Movie Review | Big
Movie summary: After wishing to be made big, a teenage boy wakes the next morning to find himself mysteriously in the body of an adult. (IMDb)
Big turned thirty last year and I'm pretty sure that I've seen it close to ten times by now - or at least often enough that I could've probably written this from memory. However, I did watch it again and there was one scene (that I'll get to later) that I had completely forgotten about and yet I don't know how because it's yet another reminder of how damn good an actor Tom Hanks is.
The premise is pretty simple: teenage boy wants to impress a girl, but is too short to go on a roller-coaster with her and wishes he was big - a wish that comes true. Much like a lot of fiction that deals with wishes being granted, there is a slight twist to what was granted and he is not only in a bigger body, but also an older one with all the expectations that come with being an adult.

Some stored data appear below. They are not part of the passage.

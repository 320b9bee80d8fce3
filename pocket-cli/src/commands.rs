//! Item commands.
//!
//! Every command receives a [`CommandContext`] holding the authenticated
//! client, so nothing runs before authorization has succeeded.

use anyhow::{Context, Result, bail};
use pocket_core::{AddOptions, CredentialSource, ItemClient, ItemTemplate, RetrieveOptions};
use std::io::Write;

/// State shared by all item commands.
pub struct CommandContext {
    pub client: ItemClient,
    /// Whether the credential was cached or just authorized.
    pub source: CredentialSource,
}

/// Report the authorized user.
pub fn login<W: Write>(ctx: &CommandContext, out: &mut W) -> Result<()> {
    writeln!(out, "Authorized as {}", ctx.client.username())?;
    Ok(())
}

/// Print items using `format`, or the default layout.
pub async fn list<W: Write>(
    ctx: &CommandContext,
    options: RetrieveOptions,
    format: Option<&str>,
    out: &mut W,
) -> Result<()> {
    let template = match format {
        Some(format) => ItemTemplate::parse(format).context("Invalid --format template")?,
        None => ItemTemplate::default(),
    };

    let items = ctx
        .client
        .retrieve(&options)
        .await
        .context("Failed to retrieve items")?;

    for item in &items {
        writeln!(out, "{}", template.render(item))?;
    }

    Ok(())
}

/// Save a URL.
pub async fn add(
    ctx: &CommandContext,
    url: String,
    title: Option<String>,
    tags: Option<String>,
) -> Result<()> {
    if url.trim().is_empty() {
        bail!("url not found");
    }

    let options = AddOptions { url, title, tags };
    ctx.client
        .add(&options)
        .await
        .context("Failed to add item")
}

/// Archive one item by id.
pub async fn archive<W: Write>(ctx: &CommandContext, item_id: &str, out: &mut W) -> Result<()> {
    let item_id: u64 = item_id
        .trim()
        .parse()
        .with_context(|| format!("item id should be a number, got '{}'", item_id))?;

    let applied = ctx
        .client
        .archive(item_id)
        .await
        .context("Failed to archive item")?;

    if applied {
        writeln!(out, "Archived {}", item_id)?;
    } else {
        bail!("Pocket did not archive item {}", item_id);
    }

    Ok(())
}
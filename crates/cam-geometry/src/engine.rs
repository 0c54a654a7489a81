//! `Engine`: the core's one stateful entry point (spec §5, §6).
//!
//! Replaces the source system's `window.globalCurveRegistry` and ambient
//! `PCBCAMConfig` with an explicit context a caller owns and passes calls
//! through (§9 REDESIGN FLAGS), grounded on `cadhy_cad::shape::Shape`'s
//! discipline of documenting its threading invariant inline rather than
//! leaving it implicit, and on the teacher's `OnceLock`-backed
//! `GLOBAL_CONFIG` (`cadhy_cad::config`) for the one-shot init shape — swapped
//! for an explicit state field and `async fn` since our init can fail and is
//! re-checked on every call (`ensure_ready`) rather than read once.
//!
//! The engine is single-threaded cooperative (spec §5): every public call is
//! `async fn` for API stability against a future solver needing real
//! asynchronous init, but `geo`/`geo-buf` are synchronous pure-Rust, so
//! nothing here actually suspends. A caller awaits each call in turn; there
//! is no internal locking because there is no concurrent access to guard
//! against.

use std::collections::HashMap;

use crate::boolean::{self, FuseResult};
use crate::config::{EngineConfig, FillRule};
use crate::error::{CamGeometryError, CamResult, Warning};
use crate::offset;
use crate::primitives::{Path, Primitive};
use crate::registry::{CurveRegistry, RegistryStats};

const SLOT_FUSED_GEOMETRY: &str = "fusedGeometry";
const SLOT_PREPROCESSED_GEOMETRY: &str = "preprocessedGeometry";

/// Content fingerprint of an input primitive set (spec §3.5/§4.D), grounded
/// on `bubbasadiq-Qutlas-dt/wasm/geometry-kernel`'s `hashing.rs`. Hashes each
/// primitive's scaled integer bounds and polarity tag in order, so the same
/// set fused twice at the same scale produces the same fingerprint without
/// re-running tessellation just to compute it.
fn content_fingerprint(primitives: &[Primitive], scale: i64) -> blake3::Hash {
    let mut hasher = blake3::Hasher::new();
    for primitive in primitives {
        let bounds = primitive.bounds();
        for v in [bounds.min.x, bounds.min.y, bounds.max.x, bounds.max.y] {
            hasher.update(&((v * scale as f64).round() as i64).to_le_bytes());
        }
        hasher.update(&[primitive.properties().polarity as u8]);
    }
    hasher.finalize()
}

/// `Uninit -> Initializing -> Ready | Failed` (spec §5 "Scheduling model").
/// `Failed` is terminal; a caller that hits it must build a new `Engine`.
#[derive(Debug, Clone, Copy, PartialEq, Eq)]
pub enum EngineState {
    Uninit,
    Initializing,
    Ready,
    Failed,
}

/// Scoped acquisition for an in-flight solver call (spec §5 "Resource
/// acquisition": "every solver object...is acquired inside a scoped
/// acquisition that releases on all exit paths"). Decrements
/// `Engine::active_handles` on drop regardless of whether the call that
/// created it returned `Ok` or propagated an error with `?`.
struct ResolverGuard<'a> {
    active: &'a mut usize,
}

impl<'a> ResolverGuard<'a> {
    fn new(active: &'a mut usize) -> Self {
        *active += 1;
        Self { active }
    }
}

impl Drop for ResolverGuard<'_> {
    fn drop(&mut self) {
        *self.active -= 1;
    }
}

/// The core's single stateful object (spec §6 "External interfaces"). Not
/// `Clone`; callers share it the same way they'd share any owned resource
/// with an explicit lifetime, rather than reaching for interior mutability
/// a single-threaded engine has no use for.
pub struct Engine {
    state: EngineState,
    config: EngineConfig,
    registry: CurveRegistry,
    cache: HashMap<String, Vec<Path>>,
    active_handles: usize,
    fused_fingerprint: Option<blake3::Hash>,
    /// The input to the most recent `fuse()` call. When it was a single
    /// analytically-offsettable primitive, `generate_offset` tries §4.E.1's
    /// fast path against it directly instead of the tessellated `Path` —
    /// the only way a plain `Rectangle`'s sharp corners can come back
    /// rounded, since rectangles register no curve for the general buffer-
    /// and-recover path to match against.
    last_fuse_primitives: Vec<Primitive>,
    /// Warnings raised at `initialize` time (currently only a tangency
    /// epsilon clamp) that have no call of their own to ride along with —
    /// spliced onto the front of the next `fuse()`'s warnings instead of
    /// being silently dropped.
    pending_warnings: Vec<Warning>,
}

impl Default for Engine {
    fn default() -> Self {
        Self {
            state: EngineState::Uninit,
            config: EngineConfig::default(),
            registry: CurveRegistry::new(),
            cache: HashMap::new(),
            active_handles: 0,
            fused_fingerprint: None,
            last_fuse_primitives: Vec::new(),
            pending_warnings: Vec::new(),
        }
    }
}

impl Engine {
    pub fn new() -> Self {
        Self::default()
    }

    pub fn state(&self) -> EngineState {
        self.state
    }

    /// Every public entry but `initialize` itself calls this first (spec §5
    /// "Suspension points"). Cheap and synchronous since there's nothing
    /// left to await once `Ready` — the one real suspension point is
    /// `initialize`.
    fn ensure_ready(&self) -> CamResult<()> {
        match self.state {
            EngineState::Ready => Ok(()),
            EngineState::Uninit | EngineState::Initializing => Err(CamGeometryError::SolverUnavailable("engine has not completed initialize()".to_string())),
            EngineState::Failed => Err(CamGeometryError::SolverUnavailable("engine failed to initialize; construct a new Engine".to_string())),
        }
    }

    /// One-shot init (spec §6). Idempotent once `Ready`; validates `config`
    /// before committing it, transitioning to `Failed` on an invalid scale
    /// rather than leaving the engine stuck `Initializing`. A `tangency_epsilon`
    /// outside `[10, 1000]` isn't fatal the way a bad scale is — it's clamped
    /// into range and recorded as a pending `Warning::TangencyEpsilonClamped`,
    /// surfaced on the next `fuse()` call.
    pub async fn initialize(&mut self, mut config: EngineConfig) -> CamResult<()> {
        if self.state == EngineState::Ready {
            return Ok(());
        }
        self.state = EngineState::Initializing;

        let clamped_scale = crate::config::clamp_scale(config.scale);
        if clamped_scale != config.scale {
            self.state = EngineState::Failed;
            return Err(CamGeometryError::InvalidConfig(format!("scale {} is outside the supported range [1000, 1000000]", config.scale)));
        }

        let clamped_epsilon = crate::config::clamp_tangency_epsilon(config.tangency_epsilon);
        if clamped_epsilon != config.tangency_epsilon {
            tracing::warn!(requested = config.tangency_epsilon, clamped = clamped_epsilon, "tangency epsilon out of range, clamping");
            self.pending_warnings.push(Warning::TangencyEpsilonClamped {
                requested: config.tangency_epsilon as f64,
                clamped: clamped_epsilon as f64,
            });
            config.tangency_epsilon = clamped_epsilon;
        }

        tracing::info!(scale = config.scale, fill_rule = ?config.fill_rule, "initializing CAM geometry engine");
        self.config = config;
        self.state = EngineState::Ready;
        Ok(())
    }

    /// `fuse(primitives[], options)` (spec §6). Caches its result under
    /// `"fusedGeometry"`, keyed on a content fingerprint of the input set so
    /// an identical call (same primitives, same scale) returns the cached
    /// geometry instead of re-running the solver.
    pub async fn fuse(&mut self, primitives: &[Primitive], fill_rule: FillRule) -> CamResult<FuseResult> {
        self.ensure_ready()?;
        let fingerprint = content_fingerprint(primitives, self.config.scale);
        if self.fused_fingerprint == Some(fingerprint) {
            if let Some(cached) = self.cache.get(SLOT_FUSED_GEOMETRY) {
                tracing::debug!("fuse cache hit");
                return Ok(FuseResult {
                    paths: cached.clone(),
                    warnings: Vec::new(),
                });
            }
        }

        let _guard = ResolverGuard::new(&mut self.active_handles);
        let mut result = boolean::fuse(primitives, fill_rule, &self.config, &mut self.registry)?;
        result.warnings.splice(0..0, self.pending_warnings.drain(..));
        tracing::debug!(paths = result.paths.len(), warnings = result.warnings.len(), "fuse complete");
        self.cache.insert(SLOT_FUSED_GEOMETRY.to_string(), result.paths.clone());
        self.fused_fingerprint = Some(fingerprint);
        self.last_fuse_primitives = primitives.to_vec();
        Ok(result)
    }

    /// `prepare_offset(fused[])` (spec §6). The general offset path doesn't
    /// need extra precomputation beyond the fused geometry itself — the
    /// scale/buffer work happens inside `generate_offset` — so the
    /// "preprocessed handle" here is the fused set, cached under
    /// `"preprocessedGeometry"` and returned for the caller to thread
    /// through to `generate_offset`.
    pub async fn prepare_offset(&mut self, fused: &[Path]) -> CamResult<Vec<Path>> {
        self.ensure_ready()?;
        if fused.is_empty() {
            return Err(CamGeometryError::InvalidPrimitive("prepare_offset called with no fused geometry".to_string()));
        }
        let _guard = ResolverGuard::new(&mut self.active_handles);
        let preprocessed = fused.to_vec();
        self.cache.insert(SLOT_PREPROCESSED_GEOMETRY.to_string(), preprocessed.clone());
        Ok(preprocessed)
    }

    /// `generate_offset(preprocessed, distance, options)` (spec §6). Runs
    /// every preprocessed path through [`crate::offset::generate_offset`]
    /// and flattens the results.
    pub async fn generate_offset(&mut self, preprocessed: &[Path], stepover: f64, passes: u32) -> CamResult<Vec<Path>> {
        self.ensure_ready()?;
        let _guard = ResolverGuard::new(&mut self.active_handles);

        let preprocessed_is_current_fuse = self.cache.get(SLOT_PREPROCESSED_GEOMETRY).map(|c| c.as_slice() == preprocessed).unwrap_or(false);
        if preprocessed_is_current_fuse {
            if let [original] = self.last_fuse_primitives.as_slice() {
                if let Some(result) = offset::generate_offset_analytic(original, stepover, passes, &self.config, &mut self.registry)? {
                    tracing::debug!(paths = result.len(), "generate_offset used the analytic fast path");
                    return Ok(result);
                }
            }
        }

        let mut result = Vec::new();
        for path in preprocessed {
            result.extend(offset::generate_offset(path, stepover, passes, &self.config, &mut self.registry)?);
        }
        tracing::debug!(paths = result.len(), "generate_offset complete");
        Ok(result)
    }

    /// `get_cached(slot_name)` (spec §6): `"preprocessedGeometry"` or
    /// `"fusedGeometry"`; any other name returns `None` rather than an
    /// error, matching the spec's "stored primitives or null".
    pub fn get_cached(&self, slot_name: &str) -> Option<&Vec<Path>> {
        self.cache.get(slot_name)
    }

    /// `get_arc_reconstruction_stats()` (spec §6).
    pub fn get_arc_reconstruction_stats(&self) -> RegistryStats {
        self.registry.stats()
    }

    /// `cleanup()` (spec §6, §5 "a reference count is maintained for the
    /// engine itself; `destroy()` is idempotent"). Clears every cache slot
    /// and the curve registry, returning how many primitives/curves were
    /// released. Calling it twice in a row is safe and returns `0` the
    /// second time.
    pub fn cleanup(&mut self) -> usize {
        let cached: usize = self.cache.values().map(|v| v.len()).sum();
        let registered = self.registry.stats().size;
        self.cache.clear();
        self.registry.clear();
        self.active_handles = 0;
        self.fused_fingerprint = None;
        cached + registered
    }
}

#[cfg(test)]
mod tests {
    use super::*;
    use crate::primitives::{Circle, Polarity, Properties};
    use cam_core::Point;

    fn dark_circle(radius: f64) -> Primitive {
        Primitive::Circle(Circle::new(Point::ZERO, radius, Properties::new(Polarity::Dark)).unwrap())
    }

    #[tokio::test]
    async fn calls_before_initialize_are_rejected() {
        let mut engine = Engine::new();
        let result = engine.fuse(&[dark_circle(1.0)], FillRule::NonZero).await;
        assert!(matches!(result, Err(CamGeometryError::SolverUnavailable(_))));
    }

    #[tokio::test]
    async fn initialize_is_idempotent() {
        let mut engine = Engine::new();
        engine.initialize(EngineConfig::default()).await.unwrap();
        assert_eq!(engine.state(), EngineState::Ready);
        engine.initialize(EngineConfig::default()).await.unwrap();
        assert_eq!(engine.state(), EngineState::Ready);
    }

    #[tokio::test]
    async fn invalid_scale_fails_the_engine() {
        let mut engine = Engine::new();
        let mut config = EngineConfig::default();
        config.scale = 1;
        let result = engine.initialize(config).await;
        assert!(result.is_err());
        assert_eq!(engine.state(), EngineState::Failed);
    }

    #[tokio::test]
    async fn out_of_range_tangency_epsilon_is_clamped_and_warned() {
        let mut engine = Engine::new();
        let mut config = EngineConfig::default();
        config.tangency_epsilon = 5_000;
        engine.initialize(config).await.unwrap();
        assert_eq!(engine.state(), EngineState::Ready);

        let result = engine.fuse(&[dark_circle(1.0)], FillRule::NonZero).await.unwrap();
        assert!(result.warnings.iter().any(|w| matches!(w, Warning::TangencyEpsilonClamped { .. })));
    }

    #[tokio::test]
    async fn full_fuse_prepare_offset_round_trip() {
        let mut engine = Engine::new();
        engine.initialize(EngineConfig::default()).await.unwrap();

        let fused = engine.fuse(&[dark_circle(5.0)], FillRule::NonZero).await.unwrap().paths;
        assert_eq!(fused.len(), 1);
        assert_eq!(engine.get_cached("fusedGeometry").unwrap().len(), 1);

        let preprocessed = engine.prepare_offset(&fused).await.unwrap();
        assert_eq!(engine.get_cached("preprocessedGeometry").unwrap().len(), 1);

        let offset_paths = engine.generate_offset(&preprocessed, 1.0, 1).await.unwrap();
        assert_eq!(offset_paths.len(), 1);

        let stats = engine.get_arc_reconstruction_stats();
        assert!(stats.curves_registered > 0);

        let released = engine.cleanup();
        assert!(released > 0);
        assert_eq!(engine.cleanup(), 0);
    }

    #[tokio::test]
    async fn prepare_offset_rejects_empty_input() {
        let mut engine = Engine::new();
        engine.initialize(EngineConfig::default()).await.unwrap();
        let result = engine.prepare_offset(&[]).await;
        assert!(matches!(result, Err(CamGeometryError::InvalidPrimitive(_))));
    }

    #[tokio::test]
    async fn get_cached_of_unknown_slot_is_none() {
        let mut engine = Engine::new();
        engine.initialize(EngineConfig::default()).await.unwrap();
        assert!(engine.get_cached("not-a-real-slot").is_none());
    }

    #[tokio::test]
    async fn fusing_the_same_primitives_twice_hits_the_cache() {
        let mut engine = Engine::new();
        engine.initialize(EngineConfig::default()).await.unwrap();

        let first = engine.fuse(&[dark_circle(3.0)], FillRule::NonZero).await.unwrap().paths;
        let registered_after_first = engine.get_arc_reconstruction_stats().curves_registered;

        let second = engine.fuse(&[dark_circle(3.0)], FillRule::NonZero).await.unwrap().paths;
        assert_eq!(first, second);
        assert_eq!(engine.get_arc_reconstruction_stats().curves_registered, registered_after_first);
    }
}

I have to say that the story isn't the best, thanks to stretching just past the bounds of credibility. Yes, I know Big is a movie about a wish being granted, but that should really have been the single fantastical element of the movie rather than Josh's meteoric ascent in the business world to add to the level of unreality. It's all still fun, but it does make everything feel a little insincere about the story it's trying to tell.
There's also a certain subplot that isn't just fantasy-like, but also a little creepy and would certainly result in outrage if this movie was released today. That is, of course, the grown woman (Susan, played by Elizabeth Perkins) sleeping with the thirteen year old boy. It doesn't matter that his body is that of an adult, he's still a kid and this particular plot point would lead to some very interesting questions on a press tour in this day and age.
If anything, this story actually makes me wish there was a sequel to Big. How does Susan react to the fact the she fell for and had sex with a child? How would Josh react to being that child having sex with an adult woman? Big (very correctly!) doesn't deal with this as the realisation for Susan only comes right at the end of the movie, but it is something that I can't help but think about.
Then there's the scene I mentioned right at the beginning that I had forgotten, which is Josh's first night alone in New York. Full credit has to go to Tom Hanks here, because he completely sells you on Josh being a little kid in an adult's body, curled up and crying in bed as he hears gunfire and shouting outside the hole of a room he's forced to live in. This scene serves as excellent evidence for why he was rightfully nominated for Best Actor at the Oscars for this role.
One point I will give the story immense credit is the choice to never real how or why the wish was granted - it just happens so the story can happen. This works because the mechanics of wish-giving isn't the point of the story - this is Josh's story and his reaction to the wish being granted is what the audience should care about.
Too many modern movies get caught up in trying to give a reason for every little thing, trying to build the 'lore' of the setting rather than concentrating on the story and the characters. The only time a story should focus on the how and why of a particular thing working is if that is the point of the story and the characters are after that same information.
Big is a fun film, but strays a little too far from the single fantasy element of a wish being granted to be taken as anything more than that. Hanks is incredible as Josh, but the rest of the cast are limited regardless of how good they are (which is to say, very good) by the constraints of their roles existing to serve Josh's story. Everything moves just that little bit too fast for me to think of it as anything more substantial.